B cell antigen receptor (BCR)-derived signals are crucial for the normal development, and activation of B cells. Rac-family small GTPases are involved in transducing BCR- derived signals. Members of this family are highly homologous, suggesting that they may have overlapping, redundant functions. Analysis of mice deficient for the haematopoietic- specific Rac2 has illustrated its importance in normal B cell development and function. The role of Racl has not yet been addressed as genetic deficiency for this results in embryonic lethality. In order to address both the role of Racl in B cell biology and potential functional redundancy between Racl and Rac2, I analysed B cell development and activation using conventional and conditional mutagenesis approaches.

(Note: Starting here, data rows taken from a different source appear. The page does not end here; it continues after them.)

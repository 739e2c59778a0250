//! Database migrations for the proposals service.
//!
//! This module contains all database migrations using SeaORM Migration.

pub use sea_orm_migration::prelude::*;

mod m2024_01_01_000001_create_tenants;
mod m2025_11_01_100000_create_proposals;
mod m2025_11_01_100100_create_proposal_tiers;
mod m2025_11_01_100200_create_seat_tables;

pub struct Migrator;

#[async_trait::async_trait]
impl MigratorTrait for Migrator {
    fn migrations() -> Vec<Box<dyn MigrationTrait>> {
        vec![
            Box::new(m2024_01_01_000001_create_tenants::Migration),
            Box::new(m2025_11_01_100000_create_proposals::Migration),
            Box::new(m2025_11_01_100100_create_proposal_tiers::Migration),
            Box::new(m2025_11_01_100200_create_seat_tables::Migration),
        ]
    }
}
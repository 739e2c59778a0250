//! # Server Configuration
//!
//! Application state, router assembly and the serve loop.

use std::num::NonZeroUsize;
use std::sync::Arc;
use std::time::Duration;

use axum::{
    Router,
    routing::{delete, get, post, put},
};
use sea_orm::DatabaseConnection;
use tower_http::{cors::CorsLayer, trace::TraceLayer};
use utoipa::{
    Modify, OpenApi,
    openapi::security::{HttpAuthScheme, HttpBuilder, SecurityScheme},
};
use utoipa_swagger_ui::SwaggerUi;

use crate::auth::operator_auth_middleware;
use crate::config::{AppConfig, ConfigError};
use crate::domains::{CachedTenantLookup, TenantResolver};
use crate::handlers;
use crate::hosting::host_routing_middleware;
use crate::plans::{LimitEvaluator, PlanGate};
use crate::repositories::{ProposalRepository, TenantRepository, UsageRepository};
use crate::telemetry::trace_middleware;

/// Application state containing shared resources
#[derive(Clone)]
pub struct AppState {
    pub config: Arc<AppConfig>,
    pub db: Arc<DatabaseConnection>,
    pub tenants: TenantRepository,
    pub proposals: ProposalRepository,
    pub plan_gate: PlanGate,
    pub resolver: TenantResolver,
    pub host_cache: Arc<CachedTenantLookup>,
}

impl AppState {
    /// Wires repositories, the plan gate and host resolution from config.
    pub fn new(config: AppConfig, db: DatabaseConnection) -> Result<Self, ConfigError> {
        config.domain_cache.validate()?;
        let domain_resolver = Arc::new(config.domain_resolver()?);
        let evaluator = Arc::new(LimitEvaluator::new(Arc::new(config.plan_limits()?)));

        let db = Arc::new(db);
        let tenants = TenantRepository::new(Arc::clone(&db));
        let capacity = NonZeroUsize::new(config.domain_cache.capacity).ok_or(
            ConfigError::InvalidDomainCacheCapacity {
                value: config.domain_cache.capacity,
            },
        )?;
        let host_cache = Arc::new(CachedTenantLookup::new(
            Arc::new(tenants.clone()),
            capacity,
            Duration::from_secs(config.domain_cache.ttl_seconds),
        ));

        Ok(Self {
            proposals: ProposalRepository::new(Arc::clone(&db)),
            plan_gate: PlanGate::new(evaluator, Arc::new(UsageRepository::new(Arc::clone(&db)))),
            resolver: TenantResolver::new(domain_resolver, host_cache.clone()),
            host_cache,
            tenants,
            db,
            config: Arc::new(config),
        })
    }
}

/// Creates and configures the Axum application router
pub fn create_app(state: AppState) -> Router {
    let public = Router::new()
        .route("/", get(handlers::root))
        .route_layer(axum::middleware::from_fn_with_state(
            state.clone(),
            host_routing_middleware,
        ));

    let operator = Router::new()
        .route("/tenants", post(handlers::tenants::create_tenant))
        .route("/tenants/{id}", get(handlers::tenants::get_tenant))
        .route("/analytics", get(handlers::tenants::get_analytics))
        .route("/plans", get(handlers::plans::list_plans))
        .route("/limits/{resource}", get(handlers::plans::get_limit))
        .route("/features/{feature}", get(handlers::plans::get_feature))
        .route(
            "/proposals",
            post(handlers::proposals::create_proposal).get(handlers::proposals::list_proposals),
        )
        .route("/proposals/{id}", delete(handlers::proposals::delete_proposal))
        .route("/proposals/{id}/tiers", post(handlers::proposals::add_tier))
        .route("/tiers/{id}/benefits", post(handlers::proposals::add_benefit))
        .route(
            "/domains/subdomain",
            put(handlers::domains::bind_subdomain).delete(handlers::domains::clear_subdomain),
        )
        .route(
            "/domains/custom",
            put(handlers::domains::bind_custom_domain)
                .delete(handlers::domains::clear_custom_domain),
        )
        .route(
            "/domains/custom/status",
            put(handlers::domains::update_custom_domain_status),
        )
        .route_layer(axum::middleware::from_fn_with_state(
            Arc::clone(&state.config),
            operator_auth_middleware,
        ));

    Router::new()
        .merge(public)
        .route("/healthz", get(handlers::healthz))
        .nest("/api/v1", operator)
        .with_state(state)
        .merge(SwaggerUi::new("/docs").url("/openapi.json", ApiDoc::openapi()))
        .layer(axum::middleware::from_fn(trace_middleware))
        .layer(TraceLayer::new_for_http())
        .layer(CorsLayer::permissive())
}

/// Starts the server with the given configuration
pub async fn run_server(config: AppConfig, db: DatabaseConnection) -> anyhow::Result<()> {
    let addr = config.bind_addr()?;
    let profile = config.profile.clone();
    let app = create_app(AppState::new(config, db)?);

    let listener = tokio::net::TcpListener::bind(addr).await?;
    tracing::info!(%addr, %profile, "Server listening");

    axum::serve(listener, app)
        .with_graceful_shutdown(shutdown_signal())
        .await?;

    tracing::info!("Server stopped");
    Ok(())
}

async fn shutdown_signal() {
    if let Err(err) = tokio::signal::ctrl_c().await {
        tracing::error!(error = %err, "Failed to listen for shutdown signal");
    }
}

struct SecurityAddon;

impl Modify for SecurityAddon {
    fn modify(&self, openapi: &mut utoipa::openapi::OpenApi) {
        let components = openapi.components.get_or_insert_with(Default::default);
        components.add_security_scheme(
            "bearer_auth",
            SecurityScheme::Http(HttpBuilder::new().scheme(HttpAuthScheme::Bearer).build()),
        );
    }
}

/// OpenAPI documentation
#[derive(OpenApi)]
#[openapi(
    paths(
        crate::handlers::root,
        crate::handlers::healthz,
        crate::handlers::tenants::create_tenant,
        crate::handlers::tenants::get_tenant,
        crate::handlers::tenants::get_analytics,
        crate::handlers::plans::list_plans,
        crate::handlers::plans::get_limit,
        crate::handlers::plans::get_feature,
        crate::handlers::proposals::create_proposal,
        crate::handlers::proposals::list_proposals,
        crate::handlers::proposals::delete_proposal,
        crate::handlers::proposals::add_tier,
        crate::handlers::proposals::add_benefit,
        crate::handlers::domains::bind_subdomain,
        crate::handlers::domains::clear_subdomain,
        crate::handlers::domains::bind_custom_domain,
        crate::handlers::domains::clear_custom_domain,
        crate::handlers::domains::update_custom_domain_status,
    ),
    components(
        schemas(
            crate::models::ServiceInfo,
            crate::error::ApiError,
            crate::handlers::PublicPageResponse,
            crate::handlers::HealthResponse,
            crate::repositories::PublicProposal,
            crate::repositories::PublicTier,
            crate::handlers::tenants::CreateTenantRequest,
            crate::handlers::tenants::TenantResponse,
            crate::handlers::tenants::AnalyticsResponse,
            crate::handlers::plans::PlansResponse,
            crate::handlers::plans::LimitStatusResponse,
            crate::handlers::plans::FeatureAccessResponse,
            crate::handlers::proposals::CreateProposalRequest,
            crate::handlers::proposals::ProposalResponse,
            crate::handlers::proposals::ProposalsResponse,
            crate::handlers::proposals::CreateTierRequest,
            crate::handlers::proposals::TierResponse,
            crate::handlers::proposals::CreateBenefitRequest,
            crate::handlers::proposals::BenefitResponse,
            crate::handlers::domains::BindSubdomainRequest,
            crate::handlers::domains::BindCustomDomainRequest,
            crate::handlers::domains::UpdateDomainStatusRequest,
            crate::plans::PlanTier,
            crate::plans::PlanLimits,
            crate::plans::ResourceKind,
            crate::plans::Feature,
            crate::plans::LimitCheckResult,
            crate::domains::DomainStatus,
        )
    ),
    modifiers(&SecurityAddon),
    tags(
        (name = "public", description = "Host-routed public site"),
        (name = "tenants", description = "Tenant management"),
        (name = "plans", description = "Plan limits and feature access"),
        (name = "proposals", description = "Sponsorship proposals"),
        (name = "domains", description = "Subdomain and custom-domain bindings"),
    ),
    info(
        title = "Sponsorship Proposals API",
        description = "Multi-tenant sponsorship proposal hosting",
        version = env!("CARGO_PKG_VERSION"),
    )
)]
pub struct ApiDoc;
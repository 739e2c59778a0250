//! # Tenants API Handlers
//!
//! Tenant creation and lookup for operators, plus per-tenant analytics.

use axum::{
    extract::{Path, State},
    http::{StatusCode, header::LOCATION},
    response::Json,
};
use serde::{Deserialize, Serialize};
use serde_json::json;
use utoipa::ToSchema;
use uuid::Uuid;

use crate::auth::{CurrentTenant, OperatorAuth, TenantHeader};
use crate::domains::{DomainStatus, validate_subdomain};
use crate::error::{ApiError, ErrorType, validation_error};
use crate::models::tenant::Model as TenantModel;
use crate::plans::{Feature, PlanTier};
use crate::server::AppState;

const MAX_NAME_LEN: usize = 255;

/// Request payload for creating a new tenant
#[derive(Debug, Serialize, Deserialize, ToSchema)]
pub struct CreateTenantRequest {
    /// Display name (max 255 characters)
    #[schema(example = "Tech Talks Conference")]
    pub name: Option<String>,
    /// Plan tier, `free` when omitted
    pub plan_tier: Option<PlanTier>,
    /// Subdomain to bind right away
    #[schema(example = "techtalks")]
    pub subdomain: Option<String>,
}

/// Tenant as seen by operators
#[derive(Debug, Serialize, Deserialize, ToSchema)]
pub struct TenantResponse {
    pub id: Uuid,
    pub name: Option<String>,
    pub plan_tier: PlanTier,
    pub subdomain: Option<String>,
    /// Full hostname served by the subdomain binding
    #[schema(example = "techtalks.example.com")]
    pub subdomain_host: Option<String>,
    pub custom_domain: Option<String>,
    pub domain_status: Option<DomainStatus>,
    pub view_count: i64,
    /// Creation timestamp (RFC 3339)
    pub created_at: String,
}

impl TenantResponse {
    pub fn from_model(tenant: TenantModel, base_domain: &str) -> Self {
        Self {
            subdomain_host: tenant
                .subdomain
                .as_ref()
                .map(|label| format!("{label}.{base_domain}")),
            id: tenant.id,
            name: tenant.name,
            plan_tier: tenant.plan_tier,
            subdomain: tenant.subdomain,
            custom_domain: tenant.custom_domain,
            domain_status: tenant.domain_status,
            view_count: tenant.view_count,
            created_at: tenant.created_at.to_rfc3339(),
        }
    }
}

fn validate_name(name: Option<String>) -> Result<Option<String>, ApiError> {
    let Some(name) = name.map(|n| n.trim().to_string()) else {
        return Ok(None);
    };
    if name.is_empty() {
        return Ok(None);
    }
    if name.chars().count() > MAX_NAME_LEN {
        return Err(validation_error(
            "Tenant name exceeds maximum length",
            json!({ "field": "name", "max_length": MAX_NAME_LEN }),
        ));
    }
    Ok(Some(name))
}

/// Create a new tenant
#[utoipa::path(
    post,
    path = "/api/v1/tenants",
    security(("bearer_auth" = [])),
    request_body = CreateTenantRequest,
    responses(
        (status = 201, description = "Tenant created", body = TenantResponse, headers(
            ("Location", description = "URL of the created tenant"),
            ("X-Trace-Id", description = "Trace identifier for request correlation")
        )),
        (status = 400, description = "Validation failed", body = ApiError),
        (status = 401, description = "Missing or invalid bearer token", body = ApiError),
        (status = 409, description = "Subdomain already taken", body = ApiError)
    ),
    tag = "tenants"
)]
pub async fn create_tenant(
    State(state): State<AppState>,
    _operator: OperatorAuth,
    Json(request): Json<CreateTenantRequest>,
) -> Result<(StatusCode, [(axum::http::HeaderName, String); 1], Json<TenantResponse>), ApiError>
{
    let name = validate_name(request.name)?;
    let subdomain = request.subdomain.as_deref().map(validate_subdomain).transpose()?;

    if let Some(label) = &subdomain
        && state.tenants.find_by_subdomain(label).await?.is_some()
    {
        return Err(ApiError::new(
            StatusCode::CONFLICT,
            "CONFLICT",
            format!("Subdomain '{label}' is already taken"),
        ));
    }

    let mut tenant = state
        .tenants
        .create(name, request.plan_tier.unwrap_or_default())
        .await?;

    if let Some(label) = subdomain {
        tenant = state.tenants.bind_subdomain(tenant.id, &label).await?;
        state.host_cache.invalidate_tenant(tenant.id).await;
    }

    let location = format!("/api/v1/tenants/{}", tenant.id);
    let base_domain = state.resolver.domain_resolver().base_domain();
    Ok((
        StatusCode::CREATED,
        [(LOCATION, location)],
        Json(TenantResponse::from_model(tenant, base_domain)),
    ))
}

/// Fetch a tenant by ID
#[utoipa::path(
    get,
    path = "/api/v1/tenants/{id}",
    security(("bearer_auth" = [])),
    params(("id" = Uuid, Path, description = "Tenant ID")),
    responses(
        (status = 200, description = "Tenant", body = TenantResponse),
        (status = 401, description = "Missing or invalid bearer token", body = ApiError),
        (status = 404, description = "Tenant not found", body = ApiError)
    ),
    tag = "tenants"
)]
pub async fn get_tenant(
    State(state): State<AppState>,
    _operator: OperatorAuth,
    Path(id): Path<Uuid>,
) -> Result<Json<TenantResponse>, ApiError> {
    let tenant = state
        .tenants
        .get(id)
        .await?
        .ok_or_else(|| ApiError::from(ErrorType::NotFound))?;

    Ok(Json(TenantResponse::from_model(
        tenant,
        state.resolver.domain_resolver().base_domain(),
    )))
}

/// Public page statistics for the current tenant
#[derive(Debug, Serialize, Deserialize, ToSchema)]
pub struct AnalyticsResponse {
    pub tenant_id: Uuid,
    pub view_count: i64,
    pub proposals: u64,
}

/// Page views and proposal count; requires the `analytics` plan feature
#[utoipa::path(
    get,
    path = "/api/v1/analytics",
    security(("bearer_auth" = [])),
    params(TenantHeader),
    responses(
        (status = 200, description = "Tenant analytics", body = AnalyticsResponse),
        (status = 401, description = "Missing or invalid bearer token", body = ApiError),
        (status = 403, description = "Plan does not include analytics", body = ApiError),
        (status = 404, description = "Tenant not found", body = ApiError)
    ),
    tag = "tenants"
)]
pub async fn get_analytics(
    State(state): State<AppState>,
    CurrentTenant(tenant): CurrentTenant,
) -> Result<Json<AnalyticsResponse>, ApiError> {
    state
        .plan_gate
        .ensure_feature(tenant.plan_tier, Feature::Analytics)?;

    Ok(Json(AnalyticsResponse {
        tenant_id: tenant.id,
        view_count: tenant.view_count,
        proposals: state.proposals.count_for_tenant(tenant.id).await?,
    }))
}
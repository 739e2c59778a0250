//! # Sponsorship Proposals Library
//!
//! Plan limits, host-based tenant resolution and the HTTP service built on
//! top of them.

pub mod auth;
pub mod cache;
pub mod config;
pub mod db;
pub mod domains;
pub mod error;
pub mod handlers;
pub mod hosting;
pub mod models;
pub mod plans;
pub mod repositories;
pub mod server;
pub mod telemetry;
pub use migration;
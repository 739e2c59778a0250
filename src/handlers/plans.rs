//! # Plans API Handlers
//!
//! Read-only views of the plan table and of the current tenant's standing
//! against it.

use axum::{
    extract::{Path, State},
    response::Json,
};
use serde::{Deserialize, Serialize};
use utoipa::ToSchema;

use crate::auth::{CurrentTenant, OperatorAuth, TenantHeader};
use crate::error::ApiError;
use crate::plans::{LimitCheckResult, PlanLimits, PlanTier, ResourceKind};
use crate::server::AppState;

#[derive(Debug, Serialize, Deserialize, ToSchema)]
pub struct PlansResponse {
    pub plans: Vec<PlanLimits>,
}

/// Usage of one resource against the tenant's plan
#[derive(Debug, Serialize, Deserialize, ToSchema)]
pub struct LimitStatusResponse {
    pub resource: ResourceKind,
    pub tier: PlanTier,
    #[serde(flatten)]
    pub result: LimitCheckResult,
}

#[derive(Debug, Serialize, Deserialize, ToSchema)]
pub struct FeatureAccessResponse {
    #[schema(example = "analytics")]
    pub feature: String,
    pub tier: PlanTier,
    pub enabled: bool,
}

/// List every plan with its limits and features
#[utoipa::path(
    get,
    path = "/api/v1/plans",
    security(("bearer_auth" = [])),
    responses(
        (status = 200, description = "Plan table; `-1` means unlimited", body = PlansResponse),
        (status = 401, description = "Missing or invalid bearer token", body = ApiError)
    ),
    tag = "plans"
)]
pub async fn list_plans(State(state): State<AppState>, _operator: OperatorAuth) -> Json<PlansResponse> {
    Json(PlansResponse {
        plans: state.plan_gate.evaluator().table().rows().to_vec(),
    })
}

/// Current usage of a resource against the tenant's plan limit
#[utoipa::path(
    get,
    path = "/api/v1/limits/{resource}",
    security(("bearer_auth" = [])),
    params(
        TenantHeader,
        ("resource" = String, Path, description = "proposals, apiKeys, customDomains or teamMembers")
    ),
    responses(
        (status = 200, description = "Limit check result", body = LimitStatusResponse),
        (status = 400, description = "Unknown resource kind", body = ApiError),
        (status = 401, description = "Missing or invalid bearer token", body = ApiError),
        (status = 404, description = "Tenant not found", body = ApiError)
    ),
    tag = "plans"
)]
pub async fn get_limit(
    State(state): State<AppState>,
    CurrentTenant(tenant): CurrentTenant,
    Path(resource): Path<String>,
) -> Result<Json<LimitStatusResponse>, ApiError> {
    let (resource, result) = state
        .plan_gate
        .check_key(tenant.id, tenant.plan_tier, &resource)
        .await?;

    Ok(Json(LimitStatusResponse {
        resource,
        tier: tenant.plan_tier,
        result,
    }))
}

/// Whether the tenant's plan includes a feature
#[utoipa::path(
    get,
    path = "/api/v1/features/{feature}",
    security(("bearer_auth" = [])),
    params(
        TenantHeader,
        ("feature" = String, Path, description = "removeBranding, analytics, prioritySupport, customTemplates or apiAccess")
    ),
    responses(
        (status = 200, description = "Feature access", body = FeatureAccessResponse),
        (status = 400, description = "Not a boolean plan feature", body = ApiError),
        (status = 401, description = "Missing or invalid bearer token", body = ApiError),
        (status = 404, description = "Tenant not found", body = ApiError)
    ),
    tag = "plans"
)]
pub async fn get_feature(
    State(state): State<AppState>,
    CurrentTenant(tenant): CurrentTenant,
    Path(feature): Path<String>,
) -> Result<Json<FeatureAccessResponse>, ApiError> {
    let enabled = state
        .plan_gate
        .evaluator()
        .has_feature_access_key(tenant.plan_tier, &feature)?;

    Ok(Json(FeatureAccessResponse {
        feature,
        tier: tenant.plan_tier,
        enabled,
    }))
}
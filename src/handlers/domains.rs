//! # Domains API Handlers
//!
//! Subdomain and custom-domain bindings for the current tenant. Every change
//! drops the tenant's cached host lookups.

use axum::{extract::State, response::Json};
use serde::{Deserialize, Serialize};
use utoipa::ToSchema;

use super::tenants::TenantResponse;
use crate::auth::{CurrentTenant, TenantHeader};
use crate::domains::DomainStatus;
use crate::error::ApiError;
use crate::models::tenant::Model as TenantModel;
use crate::plans::ResourceKind;
use crate::server::AppState;

#[derive(Debug, Serialize, Deserialize, ToSchema)]
pub struct BindSubdomainRequest {
    #[schema(example = "techtalks")]
    pub subdomain: String,
}

#[derive(Debug, Serialize, Deserialize, ToSchema)]
pub struct BindCustomDomainRequest {
    #[schema(example = "sponsors.techtalks.io")]
    pub hostname: String,
}

#[derive(Debug, Serialize, Deserialize, ToSchema)]
pub struct UpdateDomainStatusRequest {
    pub status: DomainStatus,
}

async fn respond(state: &AppState, tenant: TenantModel) -> Json<TenantResponse> {
    state.host_cache.invalidate_tenant(tenant.id).await;
    Json(TenantResponse::from_model(
        tenant,
        state.resolver.domain_resolver().base_domain(),
    ))
}

/// Bind or replace the tenant's subdomain
#[utoipa::path(
    put,
    path = "/api/v1/domains/subdomain",
    security(("bearer_auth" = [])),
    params(TenantHeader),
    request_body = BindSubdomainRequest,
    responses(
        (status = 200, description = "Subdomain bound", body = TenantResponse),
        (status = 400, description = "Invalid or reserved subdomain", body = ApiError),
        (status = 409, description = "Subdomain already taken", body = ApiError)
    ),
    tag = "domains"
)]
pub async fn bind_subdomain(
    State(state): State<AppState>,
    CurrentTenant(tenant): CurrentTenant,
    Json(request): Json<BindSubdomainRequest>,
) -> Result<Json<TenantResponse>, ApiError> {
    let tenant = state
        .tenants
        .bind_subdomain(tenant.id, &request.subdomain)
        .await?;
    Ok(respond(&state, tenant).await)
}

/// Remove the tenant's subdomain
#[utoipa::path(
    delete,
    path = "/api/v1/domains/subdomain",
    security(("bearer_auth" = [])),
    params(TenantHeader),
    responses(
        (status = 200, description = "Subdomain removed", body = TenantResponse)
    ),
    tag = "domains"
)]
pub async fn clear_subdomain(
    State(state): State<AppState>,
    CurrentTenant(tenant): CurrentTenant,
) -> Result<Json<TenantResponse>, ApiError> {
    let tenant = state.tenants.clear_subdomain(tenant.id).await?;
    Ok(respond(&state, tenant).await)
}

/// Bind or replace the tenant's custom domain; verification restarts at `pending`
#[utoipa::path(
    put,
    path = "/api/v1/domains/custom",
    security(("bearer_auth" = [])),
    params(TenantHeader),
    request_body = BindCustomDomainRequest,
    responses(
        (status = 200, description = "Custom domain bound", body = TenantResponse),
        (status = 400, description = "Invalid hostname", body = ApiError),
        (status = 403, description = "Plan does not allow custom domains", body = ApiError),
        (status = 409, description = "Hostname bound to another tenant", body = ApiError)
    ),
    tag = "domains"
)]
pub async fn bind_custom_domain(
    State(state): State<AppState>,
    CurrentTenant(tenant): CurrentTenant,
    Json(request): Json<BindCustomDomainRequest>,
) -> Result<Json<TenantResponse>, ApiError> {
    // Replacing an existing binding does not consume another slot.
    if tenant.custom_domain.is_none() {
        state
            .plan_gate
            .ensure_allowed(tenant.id, tenant.plan_tier, ResourceKind::CustomDomains)
            .await?;
    }

    let tenant = state
        .tenants
        .bind_custom_domain(tenant.id, state.resolver.domain_resolver(), &request.hostname)
        .await?;
    Ok(respond(&state, tenant).await)
}

/// Remove the tenant's custom domain
#[utoipa::path(
    delete,
    path = "/api/v1/domains/custom",
    security(("bearer_auth" = [])),
    params(TenantHeader),
    responses(
        (status = 200, description = "Custom domain removed", body = TenantResponse)
    ),
    tag = "domains"
)]
pub async fn clear_custom_domain(
    State(state): State<AppState>,
    CurrentTenant(tenant): CurrentTenant,
) -> Result<Json<TenantResponse>, ApiError> {
    let tenant = state.tenants.clear_custom_domain(tenant.id).await?;
    Ok(respond(&state, tenant).await)
}

/// Advance custom-domain verification
#[utoipa::path(
    put,
    path = "/api/v1/domains/custom/status",
    security(("bearer_auth" = [])),
    params(TenantHeader),
    request_body = UpdateDomainStatusRequest,
    responses(
        (status = 200, description = "Status updated", body = TenantResponse),
        (status = 404, description = "No custom domain bound", body = ApiError),
        (status = 409, description = "Transition not allowed", body = ApiError)
    ),
    tag = "domains"
)]
pub async fn update_custom_domain_status(
    State(state): State<AppState>,
    CurrentTenant(tenant): CurrentTenant,
    Json(request): Json<UpdateDomainStatusRequest>,
) -> Result<Json<TenantResponse>, ApiError> {
    let tenant = state
        .tenants
        .update_domain_status(tenant.id, request.status)
        .await?;
    Ok(respond(&state, tenant).await)
}
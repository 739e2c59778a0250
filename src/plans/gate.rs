//! Enforcement of plan limits against live usage.

use std::sync::Arc;

use metrics::counter;
use uuid::Uuid;

use super::{Feature, LimitCheckResult, LimitEvaluator, PlanTier, ResourceKind};
use crate::error::{self, ApiError};
use crate::repositories::UsageSource;

/// Pairs the pure [`LimitEvaluator`] with a [`UsageSource`].
#[derive(Clone)]
pub struct PlanGate {
    evaluator: Arc<LimitEvaluator>,
    usage: Arc<dyn UsageSource>,
}

impl PlanGate {
    pub fn new(evaluator: Arc<LimitEvaluator>, usage: Arc<dyn UsageSource>) -> Self {
        Self { evaluator, usage }
    }

    pub fn evaluator(&self) -> &LimitEvaluator {
        &self.evaluator
    }

    /// Evaluates the tenant's current usage without enforcing it.
    pub async fn check(
        &self,
        tenant_id: Uuid,
        tier: PlanTier,
        resource: ResourceKind,
    ) -> Result<LimitCheckResult, ApiError> {
        let current = self.usage.count(tenant_id, resource).await?;
        Ok(self.evaluator.evaluate(tier, resource, current))
    }

    /// [`check`](Self::check) for a resource named by its string key.
    pub async fn check_key(
        &self,
        tenant_id: Uuid,
        tier: PlanTier,
        resource: &str,
    ) -> Result<(ResourceKind, LimitCheckResult), ApiError> {
        let kind = resource.parse::<ResourceKind>()?;
        let current = self.usage.count(tenant_id, kind).await?;
        let result = self.evaluator.evaluate_key(tier, resource, current)?;
        Ok((kind, result))
    }

    /// Fails with `PLAN_LIMIT_EXCEEDED` when one more `resource` is not allowed.
    pub async fn ensure_allowed(
        &self,
        tenant_id: Uuid,
        tier: PlanTier,
        resource: ResourceKind,
    ) -> Result<LimitCheckResult, ApiError> {
        let result = self.check(tenant_id, tier, resource).await?;
        if result.allowed {
            return Ok(result);
        }

        counter!(
            "plan_limit_denied_total",
            "resource" => resource.as_str(),
            "tier" => tier.as_str()
        )
        .increment(1);
        tracing::info!(
            tenant_id = %tenant_id,
            resource = %resource,
            tier = %tier,
            current = result.current,
            limit = result.limit,
            "Plan limit reached"
        );

        Err(error::plan_limit_exceeded(resource, &result))
    }

    pub fn ensure_feature(&self, tier: PlanTier, feature: Feature) -> Result<(), ApiError> {
        if self.evaluator.has_feature_access(tier, feature) {
            Ok(())
        } else {
            Err(error::feature_not_available(
                feature.as_str(),
                tier.display_name(),
            ))
        }
    }
}

#[cfg(test)]
mod tests {
    use super::*;
    use async_trait::async_trait;
    use axum::http::StatusCode;
    use sea_orm::DbErr;

    struct FixedUsage(u64);

    #[async_trait]
    impl UsageSource for FixedUsage {
        async fn count(&self, _tenant_id: Uuid, _resource: ResourceKind) -> Result<u64, DbErr> {
            Ok(self.0)
        }
    }

    fn gate(current: u64) -> PlanGate {
        PlanGate::new(
            Arc::new(LimitEvaluator::default()),
            Arc::new(FixedUsage(current)),
        )
    }

    #[tokio::test]
    async fn allows_under_limit() {
        let result = gate(3)
            .ensure_allowed(Uuid::new_v4(), PlanTier::Pro, ResourceKind::Proposals)
            .await
            .unwrap();
        assert_eq!(result.remaining, 22);
    }

    #[tokio::test]
    async fn denies_at_limit() {
        let error = gate(1)
            .ensure_allowed(Uuid::new_v4(), PlanTier::Free, ResourceKind::Proposals)
            .await
            .unwrap_err();
        assert_eq!(error.status, StatusCode::FORBIDDEN);
        assert_eq!(&*error.code, "PLAN_LIMIT_EXCEEDED");
    }

    #[tokio::test]
    async fn check_reports_without_enforcing() {
        let result = gate(0)
            .check(Uuid::new_v4(), PlanTier::Free, ResourceKind::CustomDomains)
            .await
            .unwrap();
        assert!(!result.allowed);
        assert_eq!(result.limit, 0);
    }

    #[tokio::test]
    async fn check_key_accepts_both_spellings() {
        let gate = gate(2);
        for key in ["apiKeys", "api_keys"] {
            let (kind, result) = gate
                .check_key(Uuid::new_v4(), PlanTier::Pro, key)
                .await
                .unwrap();
            assert_eq!(kind, ResourceKind::ApiKeys);
            assert_eq!(result.current, 2);
        }

        let error = gate
            .check_key(Uuid::new_v4(), PlanTier::Pro, "widgets")
            .await
            .unwrap_err();
        assert_eq!(error.status, StatusCode::BAD_REQUEST);
    }

    #[test]
    fn feature_gate() {
        let gate = gate(0);
        assert!(gate.ensure_feature(PlanTier::Pro, Feature::Analytics).is_ok());
        let error = gate
            .ensure_feature(PlanTier::Free, Feature::Analytics)
            .unwrap_err();
        assert_eq!(&*error.code, "FEATURE_NOT_AVAILABLE");
    }
}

Analysis of B cell development in Rac2-/- mice revealed perturbations in the B-la, marginal zone and mature B cell compartments, which is in agreement with published data. Analysis of Rac1+/- Rac2-/- mice revealed these defects were further exacerbated, demonstrating that in the absence of Rac2, Rac1 can compensate for Rac2. A conditional mutagenesis approach was used to generate mice with deletion of the Rac1 gene in B lineage cells only (Rac1B mice). These mice possess no defect in B cell development. To generate B cells deficient for both Rac1 and Rac2, Rac1BRac2-/- mice were generated by breeding. Analysis of B cell development revealed a complete absence of mature B cells deficient for both Rac1 and Rac2, illustrating that both are necessary for normal mature B cell development. Rac2 was found to be important in transducing BCR-mediated responses in mature B cells resulting in calcium mobilisation, survival, cell cycle entry and the expression of the activation marker CD69. Analysis of Rac1+/-Rac2-/- B cells revealed that Rac1 is also involved in these processes, although Rac1 plays little if any role in BCR-induced calcium mobilisation. Finally, I also showed that Rac1 and Rac2 are involved in transducing BCR-derived signals necessary for up-regulating receptor(s) for the survival molecule BAFF.

Type: Thesis (Doctoral)
Qualification: Ph.D
Title: The role of Rac GTPases in B cell development and activation
Open access status: An open access version is available from UCL Discovery
Language: English
Additional information: Thesis digitised by ProQuest.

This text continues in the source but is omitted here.